Chris Kattan was reportedly rushed to a hospital, after he was diagnosed with Streptococcus Pneumoniae, on Sunday, December 4. The comedy icon, 52, reportedly had to undergo emergency surgery, because it was a severe form of pneumonia, according to TMZ. It seems as though the surgery was a success, and he’ll be released from the hospital soon.
Sources told the outlet that Chris will likely be released from the hospital on Friday, assuming that his health continues to improve. Unfortunately for the Night at the Roxbury star, he was scheduled to perform two standup comedy shows at The Market in Valparaiso, Indiana on Friday, December 9, but the shows (as well as some other engagements) will be postponed to give him time to recover. Hopefully, he’ll be back on the road, making people laugh soon!
Chris has not addressed the hospitalization on his social media, which he often uses to promote his YouTube sketch comedy show Hey Kattan. The Saturday Night Live alum’s most recent Instagram post was promoting a skit, where he played a life-size “Elf-on-a-Shelf.”

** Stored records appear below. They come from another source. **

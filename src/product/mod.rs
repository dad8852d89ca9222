//! Hardware product identification.
//!
//! A station reports its model through the `CFG0`, `CFG1` and `CFG2`
//! system-data bytes. `CFG0` carries the [`ProductFamily`]; the fine-grained
//! [`ProductType`] additionally depends on `CFG1`, on UART bits of `CFG2`
//! and, for BS11 stations, on the serial number.

pub mod cfg;

use std::fmt;
use std::str::FromStr;

use serde::{Deserialize, Serialize};

use crate::error::CodecError;

/// Serial numbers of BS11 loop antennas that report the `Bs11Small` family.
pub const BS11_LOOP_ANTENNA_SN: [u32; 29] = [
    301101, 301102, 301103, 301104, 301105, 301410, 301411, 301568, 301569, 301570, 301571,
    301572, 301573, 301734, 301735, 301743, 301744, 301745, 301875, 301876, 301920, 302065,
    302066, 302354, 302355, 302356, 302357, 302358, 302359,
];

/// True when `serial` is a loop antenna shipped with the `Bs11Small` family byte.
pub fn is_bs11_loop_antenna(serial: u32) -> bool {
    BS11_LOOP_ANTENNA_SN.contains(&serial)
}

macro_rules! product_enum {
    (
        $(#[$meta:meta])*
        $name:ident: $repr:ty {
            $($variant:ident = $value:literal,)*
        }
    ) => {
        $(#[$meta])*
        #[derive(Debug, Clone, Copy, PartialEq, Eq, Hash)]
        #[repr($repr)]
        pub enum $name {
            $($variant = $value,)*
        }

        impl $name {
            pub const ALL: &'static [$name] = &[$($name::$variant,)*];

            pub fn from_repr(v: $repr) -> Option<Self> {
                match v {
                    $($value => Some($name::$variant),)*
                    _ => None,
                }
            }

            pub fn name(self) -> &'static str {
                match self {
                    $($name::$variant => stringify!($variant),)*
                }
            }
        }

        impl TryFrom<$repr> for $name {
            type Error = CodecError;

            fn try_from(v: $repr) -> Result<Self, Self::Error> {
                $name::from_repr(v).ok_or(CodecError::InvalidEnumValue {
                    name: stringify!($name),
                    value: u64::from(v),
                })
            }
        }

        impl From<$name> for $repr {
            fn from(v: $name) -> $repr {
                v as $repr
            }
        }

        impl FromStr for $name {
            type Err = CodecError;

            fn from_str(s: &str) -> Result<Self, Self::Err> {
                match s {
                    $(stringify!($variant) => Ok($name::$variant),)*
                    _ => Err(CodecError::UnknownEnumName {
                        name: stringify!($name),
                        key: s.to_string(),
                    }),
                }
            }
        }

        impl fmt::Display for $name {
            fn fmt(&self, f: &mut fmt::Formatter<'_>) -> fmt::Result {
                f.write_str(self.name())
            }
        }
    };
}

product_enum! {
    /// Coarse hardware family, stored in `CFG0`.
    ProductFamily: u8 {
        NotSet = 0,
        SimSrr = 33,
        Bs8SiMaster = 136,
        Bs10UfoReaderSiGolf = 138,
        Bs10UfoReaderSportIdent = 139,
        Bsx4 = 148,
        Bsx6 = 150,
        Bsx7 = 151,
        Bsx8 = 152,
        Bs11LoopAntenna = 153,
        Bs11Large = 154,
        Bs11Small = 155,
        Bs12GsmUart = 156,
        SiGsmDn = 157,
        SiPoint = 241,
    }
}

product_enum! {
    /// Fine hardware model; the value is `CFG1 * 256 + CFG0`.
    ProductType: u16 {
        NotSet = 0,
        SimSrr = 33,
        Bs8SiMaster = 33160,
        Bs10UfoReaderSiGolf = 35210,
        Bs10UfoReaderSportIdent = 35211,
        Bsx4 = 148,
        Bsx6 = 150,
        Bsf7 = 33175,
        Bsm7 = 37271,
        Bs7S = 38295,
        Bs7P = 45463,
        Bsf8 = 33176,
        Bsm8 = 37272,
        Bs11LoopAntenna = 37273,
        Bs11Large = 40346,
        Bs11Small = 52635,
        Bs12GsmUart = 6556,
        SiGsmDn = 7069,
        SiPointGolf = 37105,
        SiPointSportident = 37617,
    }
}

impl ProductFamily {
    /// Control stations carry battery and backup memory data.
    pub fn is_control_station(self) -> bool {
        matches!(
            self,
            ProductFamily::Bs8SiMaster
                | ProductFamily::Bsx7
                | ProductFamily::Bsx8
                | ProductFamily::Bs11LoopAntenna
                | ProductFamily::Bs11Large
                | ProductFamily::Bs11Small
                | ProductFamily::SiGsmDn
        )
    }
}

impl ProductType {
    /// `CFG1` byte implied by the type value.
    pub fn cfg1(self) -> u8 {
        (u16::from(self) >> 8) as u8
    }

    /// `CFG0` byte implied by the type value.
    pub fn cfg0(self) -> u8 {
        u16::from(self) as u8
    }
}

/// How UART1 bits of `CFG2` separate `Bsm8` from `Bsf8` when `CFG1` is 145.
///
/// Firmware revisions disagree on the direction, so it is configurable.
#[derive(Debug, Clone, Copy, Default, PartialEq, Eq, Hash, Serialize, Deserialize)]
#[serde(rename_all = "kebab-case")]
pub enum Bsx8Polarity {
    /// UART1 on USB means master (`Bsm8`); anything else means an SRR module.
    #[default]
    UsbMeansMaster,
    /// UART1 on USB means an SRR module is attached (`Bsf8`).
    UsbMeansSrr,
}

impl Bsx8Polarity {
    /// Whether `cfg2` describes a master station.
    pub fn is_master(self, cfg2: u8) -> bool {
        let usb = cfg2 & cfg::CFG2_UART1_MASK == cfg::CFG2_UART1_USB;
        match self {
            Bsx8Polarity::UsbMeansMaster => usb,
            Bsx8Polarity::UsbMeansSrr => !usb,
        }
    }

    /// UART1 bits to write for a master (`true`) or SRR-equipped station.
    ///
    /// A `UsbMeansSrr` master gets RS232 so its product string names a bus.
    pub fn uart1_bits(self, master: bool) -> u8 {
        match (self, master) {
            (Bsx8Polarity::UsbMeansMaster, true) | (Bsx8Polarity::UsbMeansSrr, false) => {
                cfg::CFG2_UART1_USB
            }
            (Bsx8Polarity::UsbMeansMaster, false) => cfg::CFG2_UART1_SRR,
            (Bsx8Polarity::UsbMeansSrr, true) => cfg::CFG2_UART1_RS232,
        }
    }
}

impl FromStr for Bsx8Polarity {
    type Err = CodecError;

    fn from_str(s: &str) -> Result<Self, Self::Err> {
        match s {
            "usb-means-master" => Ok(Bsx8Polarity::UsbMeansMaster),
            "usb-means-srr" => Ok(Bsx8Polarity::UsbMeansSrr),
            _ => Err(CodecError::UnknownEnumName {
                name: "Bsx8Polarity",
                key: s.to_string(),
            }),
        }
    }
}
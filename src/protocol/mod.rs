//! SPORTident wire protocol.
//!
//! Only the extended protocol is framed here; legacy instructions are
//! recognised by their command byte and rejected.
//!
//! ## Extended Instruction Format
//!
//! ```text
//! ┌────────────┬──────────┬─────┬─────┬──────────┬───────────┬─────┐
//! │ 0xFF *     │ 0x02 (2) │ CMD │ LEN │ DATA ... │ CRC16 (2) │ 0x03│
//! │ wakeup     │ STX      │     │     │ LEN bytes│ BE        │ ETX │
//! └────────────┴──────────┴─────┴─────┴──────────┴───────────┴─────┘
//! ```
//!
//! The CRC covers `CMD || LEN || DATA`.

mod codec;
mod command;
mod crc;
mod frame;
pub mod requests;

pub use codec::FrameCodec;
pub use command::{Command, ProtocolFamily};
pub use crc::crc16;
pub use frame::{decode_frame, encode_frame, Frame, FrameBuilder, FrameParser};

/// Wakeup byte sent ahead of a frame.
pub const WAKEUP: u8 = 0xFF;

/// Start of text.
pub const STX: u8 = 0x02;

/// End of text.
pub const ETX: u8 = 0x03;

/// Positive acknowledge.
pub const ACK: u8 = 0x06;

/// Data link escape (legacy protocol).
pub const DLE: u8 = 0x10;

/// Negative acknowledge.
pub const NAK: u8 = 0x15;

/// Largest payload a length byte can describe.
pub const MAX_PAYLOAD_SIZE: usize = 255;

/// Bytes framing a payload: STX, CMD, LEN, CRC16, ETX.
pub const FRAME_OVERHEAD: usize = 6;
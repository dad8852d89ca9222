//! Extended protocol frames.

use bytes::BufMut;

use super::{crc16, Command, ProtocolFamily, ETX, FRAME_OVERHEAD, MAX_PAYLOAD_SIZE, STX, WAKEUP};
use crate::error::{ProtocolError, Result};

/// A complete extended protocol instruction.
///
/// Frames are immutable once built. The CRC always covers
/// `CMD || LEN || DATA`; it may disagree with the payload only when the frame
/// was parsed or built with verification disabled.
#[derive(Debug, Clone, PartialEq, Eq)]
pub struct Frame {
    wakeup_count: u8,
    stx_count: u8,
    command: Command,
    payload: Vec<u8>,
    crc: [u8; 2],
}

impl Frame {
    /// Create a frame with one wakeup byte, one STX and a computed CRC.
    pub fn new(command: Command, payload: impl Into<Vec<u8>>) -> Result<Self> {
        FrameBuilder::new(command, payload).build()
    }

    /// Start building a frame.
    pub fn builder(command: Command, payload: impl Into<Vec<u8>>) -> FrameBuilder {
        FrameBuilder::new(command, payload)
    }

    pub fn wakeup_count(&self) -> u8 {
        self.wakeup_count
    }

    pub fn stx_count(&self) -> u8 {
        self.stx_count
    }

    /// ETX is never repeated.
    pub fn etx_count(&self) -> u8 {
        1
    }

    pub fn command(&self) -> Command {
        self.command
    }

    /// Declared payload length.
    pub fn length(&self) -> u8 {
        self.payload.len() as u8
    }

    pub fn payload(&self) -> &[u8] {
        &self.payload
    }

    /// Transmitted CRC, big-endian.
    pub fn crc(&self) -> [u8; 2] {
        self.crc
    }

    /// CRC computed from command, length and payload.
    pub fn expected_crc(&self) -> [u8; 2] {
        checksum(self.command, &self.payload)
    }

    pub fn crc_is_valid(&self) -> bool {
        self.crc == self.expected_crc()
    }

    /// Size of the encoded frame in bytes.
    pub fn encoded_len(&self) -> usize {
        self.wakeup_count as usize + self.stx_count as usize - 1 + FRAME_OVERHEAD
            + self.payload.len()
    }

    /// Encode to wire bytes.
    pub fn encode(&self) -> Vec<u8> {
        let mut buf = Vec::with_capacity(self.encoded_len());
        self.encode_into(&mut buf);
        buf
    }

    /// Append wire bytes to `buf`.
    pub fn encode_into<B: BufMut>(&self, buf: &mut B) {
        buf.put_bytes(WAKEUP, self.wakeup_count as usize);
        buf.put_bytes(STX, self.stx_count as usize);
        buf.put_u8(self.command.code());
        buf.put_u8(self.length());
        buf.put_slice(&self.payload);
        buf.put_slice(&self.crc);
        buf.put_u8(ETX);
    }

    /// Decode exactly one frame from `data`, verifying the CRC.
    pub fn decode(data: &[u8]) -> Result<Self> {
        Self::decode_with(data, true)
    }

    /// Decode exactly one frame from `data`.
    ///
    /// Trailing bytes after ETX are an error; a buffer ending before ETX
    /// reports how many bytes were still required.
    pub fn decode_with(data: &[u8], verify_crc: bool) -> Result<Self> {
        let mut parser = FrameParser::new().verify_crc(verify_crc);
        for (i, &byte) in data.iter().enumerate() {
            if let Some(frame) = parser.push(byte)? {
                let rest = data.len() - i - 1;
                if rest > 0 {
                    return Err(ProtocolError::ExtraData(rest).into());
                }
                return Ok(frame);
            }
        }
        Err(ProtocolError::Truncated {
            expected: data.len() + parser.bytes_needed(),
            got: data.len(),
        }
        .into())
    }
}

/// Encode a frame for `command` and `payload` with default framing.
pub fn encode_frame(command: Command, payload: &[u8]) -> Result<Vec<u8>> {
    Ok(Frame::new(command, payload)?.encode())
}

/// Decode one frame from a complete buffer.
pub fn decode_frame(data: &[u8]) -> Result<Frame> {
    Frame::decode(data)
}

fn checksum(command: Command, payload: &[u8]) -> [u8; 2] {
    let mut span = Vec::with_capacity(payload.len() + 2);
    span.push(command.code());
    span.push(payload.len() as u8);
    span.extend_from_slice(payload);
    crc16(&span)
}

fn ensure_extended(byte: u8) -> Result<Command> {
    if ProtocolFamily::of(byte) == ProtocolFamily::Legacy {
        return Err(ProtocolError::LegacyUnsupported(byte).into());
    }
    Ok(Command::try_from(byte)?)
}

/// Builder for outgoing frames.
#[derive(Debug, Clone)]
pub struct FrameBuilder {
    command: Command,
    payload: Vec<u8>,
    wakeup_count: u8,
    stx_count: u8,
    crc: Option<[u8; 2]>,
    verify_crc: bool,
}

impl FrameBuilder {
    pub fn new(command: Command, payload: impl Into<Vec<u8>>) -> Self {
        Self {
            command,
            payload: payload.into(),
            wakeup_count: 1,
            stx_count: 1,
            crc: None,
            verify_crc: true,
        }
    }

    pub fn wakeup_count(mut self, count: u8) -> Self {
        self.wakeup_count = count;
        self
    }

    pub fn stx_count(mut self, count: u8) -> Self {
        self.stx_count = count;
        self
    }

    /// Use a precomputed CRC instead of computing one.
    pub fn crc(mut self, crc: [u8; 2]) -> Self {
        self.crc = Some(crc);
        self
    }

    /// Check a supplied CRC against the computed one.
    pub fn verify_crc(mut self, verify: bool) -> Self {
        self.verify_crc = verify;
        self
    }

    pub fn build(self) -> Result<Frame> {
        ensure_extended(self.command.code())?;
        if self.stx_count == 0 {
            return Err(ProtocolError::StxMissing.into());
        }
        if self.payload.len() > MAX_PAYLOAD_SIZE {
            return Err(ProtocolError::PayloadTooLarge {
                size: self.payload.len(),
                max: MAX_PAYLOAD_SIZE,
            }
            .into());
        }

        let expected = checksum(self.command, &self.payload);
        let crc = match self.crc {
            Some(got) if self.verify_crc && got != expected => {
                return Err(ProtocolError::CrcMismatch { expected, got }.into());
            }
            Some(got) => got,
            None => expected,
        };

        Ok(Frame {
            wakeup_count: self.wakeup_count,
            stx_count: self.stx_count,
            command: self.command,
            payload: self.payload,
            crc,
        })
    }
}

#[derive(Debug, Clone, Copy, PartialEq, Eq)]
enum State {
    Wakeup,
    Stx,
    Command,
    Length,
    Data,
    Crc,
    Etx,
}

/// Incremental frame parser.
///
/// Bytes are pushed one at a time in wire order. Any error resets the parser
/// so the next byte starts a fresh frame.
#[derive(Debug, Clone)]
pub struct FrameParser {
    state: State,
    verify_crc: bool,
    max_payload: usize,
    wakeup_count: u8,
    stx_count: u8,
    command: Option<Command>,
    length: usize,
    payload: Vec<u8>,
    crc: [u8; 2],
    crc_seen: usize,
}

impl FrameParser {
    /// Create a parser that verifies CRCs.
    pub fn new() -> Self {
        Self {
            state: State::Wakeup,
            verify_crc: true,
            max_payload: MAX_PAYLOAD_SIZE,
            wakeup_count: 0,
            stx_count: 0,
            command: None,
            length: 0,
            payload: Vec::new(),
            crc: [0; 2],
            crc_seen: 0,
        }
    }

    pub fn verify_crc(mut self, verify: bool) -> Self {
        self.verify_crc = verify;
        self
    }

    /// Reject frames declaring more than `max` payload bytes.
    pub fn max_payload(mut self, max: usize) -> Self {
        self.max_payload = max;
        self
    }

    /// Discard any partial frame.
    pub fn reset(&mut self) {
        self.state = State::Wakeup;
        self.wakeup_count = 0;
        self.stx_count = 0;
        self.command = None;
        self.length = 0;
        self.payload.clear();
        self.crc = [0; 2];
        self.crc_seen = 0;
    }

    /// True when no byte of a frame has been consumed.
    pub fn is_idle(&self) -> bool {
        self.state == State::Wakeup && self.wakeup_count == 0
    }

    /// Minimum number of further bytes before a frame can complete.
    pub fn bytes_needed(&self) -> usize {
        match self.state {
            State::Wakeup => FRAME_OVERHEAD,
            State::Stx if self.stx_count == 0 => FRAME_OVERHEAD,
            State::Stx | State::Command => FRAME_OVERHEAD - 1,
            State::Length => FRAME_OVERHEAD - 2,
            State::Data => self.length - self.payload.len() + 3,
            State::Crc => 2 - self.crc_seen + 1,
            State::Etx => 1,
        }
    }

    /// Feed one byte; returns a frame once ETX is accepted.
    pub fn push(&mut self, byte: u8) -> Result<Option<Frame>> {
        let result = self.step(byte);
        if !matches!(result, Ok(None)) {
            self.reset();
        }
        result
    }

    fn step(&mut self, byte: u8) -> Result<Option<Frame>> {
        if self.state == State::Wakeup {
            if byte == WAKEUP {
                self.wakeup_count = self.wakeup_count.saturating_add(1);
                return Ok(None);
            }
            self.state = State::Stx;
        }

        match self.state {
            State::Wakeup => unreachable!("wakeup handled above"),
            State::Stx => {
                if byte == STX {
                    self.stx_count = self.stx_count.saturating_add(1);
                    return Ok(None);
                }
                if self.stx_count == 0 {
                    return Err(ProtocolError::StxMissing.into());
                }
                self.state = State::Command;
                self.step(byte)
            }
            State::Command => {
                self.command = Some(ensure_extended(byte)?);
                self.state = State::Length;
                Ok(None)
            }
            State::Length => {
                let length = byte as usize;
                if length > self.max_payload {
                    return Err(ProtocolError::PayloadTooLarge {
                        size: length,
                        max: self.max_payload,
                    }
                    .into());
                }
                self.length = length;
                self.payload.reserve(length);
                self.state = if length == 0 { State::Crc } else { State::Data };
                Ok(None)
            }
            State::Data => {
                self.payload.push(byte);
                if self.payload.len() == self.length {
                    self.state = State::Crc;
                }
                Ok(None)
            }
            State::Crc => {
                self.crc[self.crc_seen] = byte;
                self.crc_seen += 1;
                if self.crc_seen < 2 {
                    return Ok(None);
                }
                if self.verify_crc {
                    let command = self.command.ok_or(ProtocolError::StxMissing)?;
                    let expected = checksum(command, &self.payload);
                    if expected != self.crc {
                        return Err(ProtocolError::CrcMismatch {
                            expected,
                            got: self.crc,
                        }
                        .into());
                    }
                }
                self.state = State::Etx;
                Ok(None)
            }
            State::Etx => {
                if byte != ETX {
                    return Err(ProtocolError::InvalidEtx(byte).into());
                }
                let command = self.command.ok_or(ProtocolError::StxMissing)?;
                let frame = Frame {
                    wakeup_count: self.wakeup_count,
                    stx_count: self.stx_count,
                    command,
                    payload: std::mem::take(&mut self.payload),
                    crc: self.crc,
                };
                tracing::trace!(
                    command = %frame.command,
                    length = frame.payload.len(),
                    "decoded frame"
                );
                Ok(Some(frame))
            }
        }
    }
}

impl Default for FrameParser {
    fn default() -> Self {
        Self::new()
    }
}
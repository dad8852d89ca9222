//! Request payloads for system-data access.

use super::{Command, Frame};
use crate::error::{CodecError, Result};
use crate::sysdata::SYSDATA_SIZE;

/// Build a `GET_SYSDATA` request for `len` bytes starting at `adr`.
pub fn get_sysdata(adr: u8, len: u8) -> Result<Frame> {
    check_range(adr, len)?;
    Frame::new(Command::GetSysdata, [adr, len])
}

/// Parse a `GET_SYSDATA` request payload into `(adr, len)`.
pub fn parse_get_sysdata(payload: &[u8]) -> Result<(u8, u8)> {
    let &[adr, len] = payload else {
        return Err(CodecError::LengthMismatch {
            expected: 2,
            got: payload.len(),
        }
        .into());
    };
    check_range(adr, len)?;
    Ok((adr, len))
}

fn check_range(adr: u8, len: u8) -> Result<()> {
    if adr as usize + len as usize > SYSDATA_SIZE {
        return Err(CodecError::InvalidValue(format!(
            "system data range 0x{adr:02X}+{len} exceeds {SYSDATA_SIZE} bytes"
        ))
        .into());
    }
    Ok(())
}
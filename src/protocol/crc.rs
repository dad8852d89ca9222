//! CRC-16 of extended protocol instructions.
//!
//! This is the station firmware's own accumulation scheme over polynomial
//! 0x8005, fed two bytes at a time with a zero word appended for even input.
//! It is not interchangeable with textbook CRC-16 variants.

const POLY: u16 = 0x8005;
const BITF: u16 = 0x8000;

/// Compute the CRC over `CMD || LEN || DATA`, big-endian.
///
/// Inputs shorter than two bytes yield `[0, 0]`.
pub fn crc16(data: &[u8]) -> [u8; 2] {
    let len = data.len();
    if len < 2 {
        return [0, 0];
    }

    let mut num = u16::from_be_bytes([data[0], data[1]]);
    if len > 2 {
        let mut i = 3;
        while i <= len + 2 {
            let mut num2 = if i < len {
                let word = u16::from_be_bytes([data[i - 1], data[i]]);
                i += 1;
                word
            } else {
                let word = if i == len {
                    u16::from(data[i - 1]) << 8
                } else {
                    0
                };
                i += 2;
                word
            };

            for _ in 0..16 {
                let carry = num & BITF != 0;
                num <<= 1;
                if num2 & BITF != 0 {
                    num += 1;
                }
                if carry {
                    num ^= POLY;
                }
                num2 <<= 1;
            }
            i += 1;
        }
    }

    num.to_be_bytes()
}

The pneumonia surgery isn’t the first medical issue that Kattan has addressed publicly. Back in his SNL days, he broke his neck attempting a stunt, and it wasn’t until two days later that a doctor told him that he’d sustained the terrifying injury, which he received multiple surgeries for. “The doctor said I’d been so close to almost being paralyzed for the rest of my life [before the second surgery],” he told People in a 2017 interview. “The rehabilitation process was really serious this time. I mean, the doctor put bolts in my back.”
In the interview, he revealed that he was hesitant to tell anyone about his injury, fearing that it would affect his work. He said that after multiple surgeries and a DUI arrest, he decided to share his story while appearing on Dancing With The Stars, but he was still eliminated in the first round of season 24. “It really opened my eyes. I think this is going to be the last time I ever hide any kind of ailment or problem that I have,” he told People. “Living through that misery made me stronger.”